Islamica: We are approaching the fifth anniversary of Sept. 11. What is the state of civil liberties in the United States?

Cole: I am now at work on a new book called “Less Safe, Less Free: Why We Are Losing the War on Terror.” And I think that title captures where I think we stand. That is, we have less civil liberties than we had on 9/11 in some significant ways. But we are also, I believe, less safe as a result in many instances of the sacrifice in human rights, civil liberties, and the rule of law that (the Bush) administration has adopted.

Islamica: Have there been actions taken by the Bush administration that you would characterize as positive developments?

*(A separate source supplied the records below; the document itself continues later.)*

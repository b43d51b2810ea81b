//! The `ItemStore` trait: the contract a schema-less key-value backend must
//! honour for the data-access layer.
//!
//! Backends know nothing about entities. They store JSON objects keyed by
//! `(table, key)`, apply [`UpdateInstruction`]s, and classify their own
//! failures through [`StoreFailure`] so the repositories can map them to the
//! crate's error taxonomy.

use std::future::Future;

use serde_json::Value;

use crate::{normalize::Field, update::UpdateInstruction};

/// One schema-less row.
pub type Item = serde_json::Map<String, Value>;

// ─── Tables ──────────────────────────────────────────────────────────────────

#[derive(
  Debug, Clone, Copy, PartialEq, Eq, Hash, strum::Display, strum::AsRefStr,
)]
#[strum(serialize_all = "snake_case")]
pub enum Table {
  People,
  Projects,
  Subscriptions,
  AuditLogs,
  AccountLockouts,
}

impl Table {
  /// The attribute holding the primary key inside each row.
  pub fn key_attribute(self) -> &'static str {
    match self {
      Self::AccountLockouts => "personId",
      _ => "id",
    }
  }
}

/// A fully-qualified row address.
#[derive(Debug, Clone, PartialEq, Eq, Hash)]
pub struct ItemKey {
  pub table: Table,
  pub key:   String,
}

impl ItemKey {
  pub fn new(table: Table, key: impl Into<String>) -> Self {
    Self { table, key: key.into() }
  }
}

// ─── Queries ─────────────────────────────────────────────────────────────────

#[derive(Debug, Clone, Copy, PartialEq, Eq)]
pub enum Match {
  Exact,
  /// Trimmed, case-insensitive comparison.
  IgnoreCase,
}

/// An alias-aware equality filter: a row matches when the first present
/// spelling of `field` equals `value`.
#[derive(Debug, Clone, PartialEq, Eq)]
pub struct Filter {
  pub field: Field,
  pub value: String,
  pub mode:  Match,
}

impl Filter {
  pub fn eq(field: Field, value: impl Into<String>) -> Self {
    Self { field, value: value.into(), mode: Match::Exact }
  }

  pub fn eq_ignore_case(field: Field, value: impl Into<String>) -> Self {
    Self { field, value: value.into(), mode: Match::IgnoreCase }
  }

  /// In-process evaluation, for backends without server-side filtering.
  pub fn matches(&self, item: &Item) -> bool {
    let stored = match self.field.resolve(item) {
      Some(Value::String(s)) => s.clone(),
      Some(Value::Number(n)) => n.to_string(),
      Some(Value::Bool(b)) => b.to_string(),
      _ => return false,
    };
    match self.mode {
      Match::Exact => stored == self.value,
      Match::IgnoreCase => {
        stored.trim().eq_ignore_ascii_case(self.value.trim())
      }
    }
  }
}

#[derive(Debug, Clone, Copy, PartialEq, Eq)]
pub enum PutMode {
  /// Fail with [`FailureKind::ConditionFailed`] if the key exists.
  Create,
  /// Overwrite whatever is stored under the key.
  Replace,
}

// ─── Failures ────────────────────────────────────────────────────────────────

#[derive(Debug, Clone, Copy, PartialEq, Eq)]
pub enum FailureKind {
  /// A conditional write found its precondition violated.
  ConditionFailed,
  /// Timeout, throttling, lock contention, or a dropped connection.
  Transient,
  Other,
}

pub trait StoreFailure: std::error::Error + Send + Sync + 'static {
  fn kind(&self) -> FailureKind;
}

// ─── Trait ───────────────────────────────────────────────────────────────────

/// Abstraction over the key-value backend.
///
/// All methods return `Send` futures so the trait can be used from
/// multi-threaded runtimes. Listing order is backend-defined but must be
/// stable between calls on an unchanged table.
pub trait ItemStore: Send + Sync {
  type Error: StoreFailure;

  /// Store `item` under the key found in its
  /// [`key_attribute`](Table::key_attribute).
  fn put_item(
    &self,
    table: Table,
    item: Item,
    mode: PutMode,
  ) -> impl Future<Output = Result<(), Self::Error>> + Send + '_;

  fn get_item(
    &self,
    table: Table,
    key: String,
  ) -> impl Future<Output = Result<Option<Item>, Self::Error>> + Send + '_;

  /// Apply `instruction` to an existing row and return the row afterwards.
  /// Returns `None`, writing nothing, when the key does not exist.
  fn update_item(
    &self,
    table: Table,
    key: String,
    instruction: UpdateInstruction,
  ) -> impl Future<Output = Result<Option<Item>, Self::Error>> + Send + '_;

  /// Returns whether a row was removed.
  fn delete_item(
    &self,
    table: Table,
    key: String,
  ) -> impl Future<Output = Result<bool, Self::Error>> + Send + '_;

  /// Every row matching all `filters`, up to `limit`.
  fn scan(
    &self,
    table: Table,
    filters: Vec<Filter>,
    limit: Option<usize>,
  ) -> impl Future<Output = Result<Vec<Item>, Self::Error>> + Send + '_;

  /// Delete all `keys` in one all-or-nothing transaction.
  ///
  /// Returns `Ok(false)`, having deleted nothing, when the backend has no
  /// multi-row transactions.
  fn delete_atomically(
    &self,
    keys: Vec<ItemKey>,
  ) -> impl Future<Output = Result<bool, Self::Error>> + Send + '_;
}

#[cfg(test)]
mod tests {
  use serde_json::json;

  use super::*;

  const PERSON_ID: Field = Field::new("personId", &["person_id"]);
  const EMAIL: Field = Field::plain("email");

  fn item(v: Value) -> Item { v.as_object().cloned().unwrap() }

  #[test]
  fn filters_follow_aliases() {
    let f = Filter::eq(PERSON_ID, "p1");
    assert!(f.matches(&item(json!({ "person_id": "p1" }))));
    assert!(f.matches(&item(json!({ "personId": "p1", "person_id": "p9" }))));
    assert!(!f.matches(&item(json!({ "personId": "p2", "person_id": "p1" }))));
    assert!(!f.matches(&item(json!({}))));
  }

  #[test]
  fn case_insensitive_filter_trims() {
    let f = Filter::eq_ignore_case(EMAIL, " Ana@Example.org");
    assert!(f.matches(&item(json!({ "email": "ana@example.ORG " }))));
    assert!(!Filter::eq(EMAIL, "ANA@example.org")
      .matches(&item(json!({ "email": "ana@example.org" }))));
  }

  #[test]
  fn lockouts_are_keyed_by_person() {
    assert_eq!(Table::AccountLockouts.key_attribute(), "personId");
    assert_eq!(Table::People.key_attribute(), "id");
    assert_eq!(Table::AuditLogs.as_ref(), "audit_logs");
  }
}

Cole: Wow, that’s a really hard question! (laughing) Well, I think there’s plenty that they have done which is non-controversial which has probably indeed has made us safer — the kind of things the 9/11 Commission recommended — which are largely protective measures that are designed to make it more difficult for a terrorist to hit us and make it more likely that we will be able to identify terrorists before they hit us. So, the increased security at airports, increased checking of luggage, increased security of ports, increased security on others sorts of potential targets like chemical plants and fuel supplies and places like that. Also, increased sharing of information from intelligence people to law enforcement people, greater efforts to protect nuclear materials in the former Soviet Union, so that they are not accessible to terrorists. All of those things are positive and I think they make us safer. But they do not involve the infringement of civil liberties, they don’t involve ethnic profiling, they do not involve targeting of foreign nationals or Arabs and Muslims. I think they are to be applauded. But I would point to the 9/11 Commission itself, which issued a report card in December 2005 on how the Bush administration is doing in terms of furthering these matters, and it’s not the kind of report card you would want to see your children come home with. It had something like 8 F’s, maybe 10 D’s, and a dozen C’s, a couple of B-’s and maybe one or two A’s. It was a very critical report card on the recommendations made by the 9/11 Commission, which are essential for this kind of relatively low level, broad-based protective measures that I think make it harder for anyone to attack us and are more likely to make us safe.  But they do not make as splashy headlines as say announcing the detention of Jose Padilla or the prosecution of Sami Al-Arian does.